#![allow(dead_code)]

pub mod app_builder;
pub mod flaky_store;
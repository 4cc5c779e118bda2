//! Domain layer: pure matching logic and types.

pub mod area;
pub mod candidates;
pub mod game;
pub mod geo;
pub mod play_request;
pub mod threshold;

#[cfg(test)]
mod tests_area;

pub use area::Area;
pub use candidates::RangePolicy;
pub use game::{Game, GameDraft, GameStatus};
pub use geo::GeoPoint;
pub use play_request::{PlayRequest, PlayRequestDraft};
pub use threshold::ThresholdPolicy;

/// Whether an in-place edit actually changed anything worth writing.
#[derive(Debug, Clone, Copy, PartialEq, Eq)]
pub enum Mutation {
    Changed,
    Unchanged,
}
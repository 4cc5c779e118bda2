//! SeaORM adapter for play requests - generic over ConnectionTrait.

use sea_orm::sea_query::OnConflict;
use sea_orm::{
    ColumnTrait, ConnectionTrait, EntityTrait, QueryFilter, QueryOrder, QuerySelect, Set,
};
use time::OffsetDateTime;
use uuid::Uuid;

use super::area_condition;
use crate::entities::play_requests;

pub mod dto;

pub use dto::PlayRequestUpsert;

/// Insert a request, or replace location/range/window of the existing one
/// for the same requester and activity. The row id and `created_at` survive.
pub async fn upsert<C: ConnectionTrait + Send + Sync>(
    conn: &C,
    dto: PlayRequestUpsert,
    now: OffsetDateTime,
) -> Result<play_requests::Model, sea_orm::DbErr> {
    let requester_id = dto.requester_id;
    let activity = dto.activity.clone();

    let active = play_requests::ActiveModel {
        id: Set(Uuid::new_v4()),
        requester_id: Set(dto.requester_id),
        activity: Set(dto.activity),
        lat: Set(dto.lat),
        lon: Set(dto.lon),
        range_km: Set(dto.range_km),
        starts_at: Set(dto.starts_at),
        expires_at: Set(dto.expires_at),
        created_at: Set(now),
        updated_at: Set(now),
    };

    play_requests::Entity::insert(active)
        .on_conflict(
            OnConflict::columns([
                play_requests::Column::RequesterId,
                play_requests::Column::Activity,
            ])
            .update_columns([
                play_requests::Column::Lat,
                play_requests::Column::Lon,
                play_requests::Column::RangeKm,
                play_requests::Column::StartsAt,
                play_requests::Column::ExpiresAt,
                play_requests::Column::UpdatedAt,
            ])
            .to_owned(),
        )
        .exec_without_returning(conn)
        .await?;

    find_by_requester_activity(conn, requester_id, &activity)
        .await?
        .ok_or_else(|| {
            sea_orm::DbErr::RecordNotFound(format!(
                "Play request for {requester_id}/{activity} vanished after upsert"
            ))
        })
}

pub async fn find_by_id<C: ConnectionTrait + Send + Sync>(
    conn: &C,
    id: Uuid,
) -> Result<Option<play_requests::Model>, sea_orm::DbErr> {
    play_requests::Entity::find_by_id(id).one(conn).await
}

pub async fn find_by_requester_activity<C: ConnectionTrait + Send + Sync>(
    conn: &C,
    requester_id: Uuid,
    activity: &str,
) -> Result<Option<play_requests::Model>, sea_orm::DbErr> {
    play_requests::Entity::find()
        .filter(play_requests::Column::RequesterId.eq(requester_id))
        .filter(play_requests::Column::Activity.eq(activity))
        .one(conn)
        .await
}

/// Requests for `activity` whose stored point lies inside the rectangle.
pub async fn find_in_area<C: ConnectionTrait + Send + Sync>(
    conn: &C,
    activity: &str,
    lat_min: f64,
    lat_max: f64,
    lon_ranges: &[(f64, f64)],
) -> Result<Vec<play_requests::Model>, sea_orm::DbErr> {
    play_requests::Entity::find()
        .filter(play_requests::Column::Activity.eq(activity))
        .filter(area_condition(
            play_requests::Column::Lat,
            play_requests::Column::Lon,
            lat_min,
            lat_max,
            lon_ranges,
        ))
        .order_by_asc(play_requests::Column::CreatedAt)
        .order_by_asc(play_requests::Column::Id)
        .all(conn)
        .await
}

/// Ids of every request owned by `requester_id`, any activity.
pub async fn find_ids_for_requester<C: ConnectionTrait + Send + Sync>(
    conn: &C,
    requester_id: Uuid,
) -> Result<Vec<Uuid>, sea_orm::DbErr> {
    play_requests::Entity::find()
        .select_only()
        .column(play_requests::Column::Id)
        .filter(play_requests::Column::RequesterId.eq(requester_id))
        .into_tuple()
        .all(conn)
        .await
}

/// Ids of requests with `expires_at` strictly before `now`.
pub async fn find_expired_ids<C: ConnectionTrait + Send + Sync>(
    conn: &C,
    now: OffsetDateTime,
) -> Result<Vec<Uuid>, sea_orm::DbErr> {
    play_requests::Entity::find()
        .select_only()
        .column(play_requests::Column::Id)
        .filter(play_requests::Column::ExpiresAt.lt(now))
        .order_by_asc(play_requests::Column::Id)
        .into_tuple()
        .all(conn)
        .await
}

pub async fn delete_by_ids<C: ConnectionTrait + Send + Sync>(
    conn: &C,
    ids: &[Uuid],
) -> Result<u64, sea_orm::DbErr> {
    if ids.is_empty() {
        return Ok(0);
    }
    let result = play_requests::Entity::delete_many()
        .filter(play_requests::Column::Id.is_in(ids.iter().copied()))
        .exec(conn)
        .await?;
    Ok(result.rows_affected)
}
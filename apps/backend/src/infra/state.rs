use std::sync::Arc;

use crate::config::db::{DbKind, DbOwner, DbProfile};
use crate::config::MatchConfig;
use crate::error::AppError;
use crate::infra::db::bootstrap_db;
use crate::repos::{MatchStore, MemoryStore, SeaStore};
use crate::state::app_state::AppState;

/// Builder for creating AppState instances (used in both tests and main)
pub struct StateBuilder {
    config: MatchConfig,
    db: Option<(DbProfile, DbKind)>,
    store: Option<Arc<dyn MatchStore>>,
}

impl StateBuilder {
    pub fn new() -> Self {
        Self {
            config: MatchConfig::default(),
            db: None,
            store: None,
        }
    }

    /// Back the state with a database. `DbKind::Memory` means no database.
    pub fn with_db(mut self, profile: DbProfile, kind: DbKind) -> Self {
        self.db = Some((profile, kind));
        self
    }

    /// Use a ready-made store; wins over `with_db`.
    pub fn with_store(mut self, store: Arc<dyn MatchStore>) -> Self {
        self.store = Some(store);
        self
    }

    pub fn with_config(mut self, config: MatchConfig) -> Self {
        self.config = config;
        self
    }

    pub async fn build(self) -> Result<AppState, AppError> {
        if let Some(store) = self.store {
            return Ok(AppState::new(None, store, self.config));
        }
        match self.db {
            Some((profile, kind)) if kind != DbKind::Memory => {
                // single entrypoint: connect + migrate
                let conn = bootstrap_db(kind, profile, DbOwner::App).await?;
                let store: Arc<dyn MatchStore> = Arc::new(SeaStore::new(conn.clone()));
                Ok(AppState::new(Some(conn), store, self.config))
            }
            _ => Ok(AppState::new(
                None,
                Arc::new(MemoryStore::new()),
                self.config,
            )),
        }
    }
}

impl Default for StateBuilder {
    fn default() -> Self {
        Self::new()
    }
}

pub fn build_state() -> StateBuilder {
    StateBuilder::new()
}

----

**How to complete this task:**
For the listing above, identify each line bearing "Uuid".

**Written response:**
use uuid::Uuid;
        id: Set(Uuid::new_v4()),
    id: Uuid,
    requester_id: Uuid,
    requester_id: Uuid,
) -> Result<Vec<Uuid>, sea_orm::DbErr> {
) -> Result<Vec<Uuid>, sea_orm::DbErr> {
    ids: &[Uuid],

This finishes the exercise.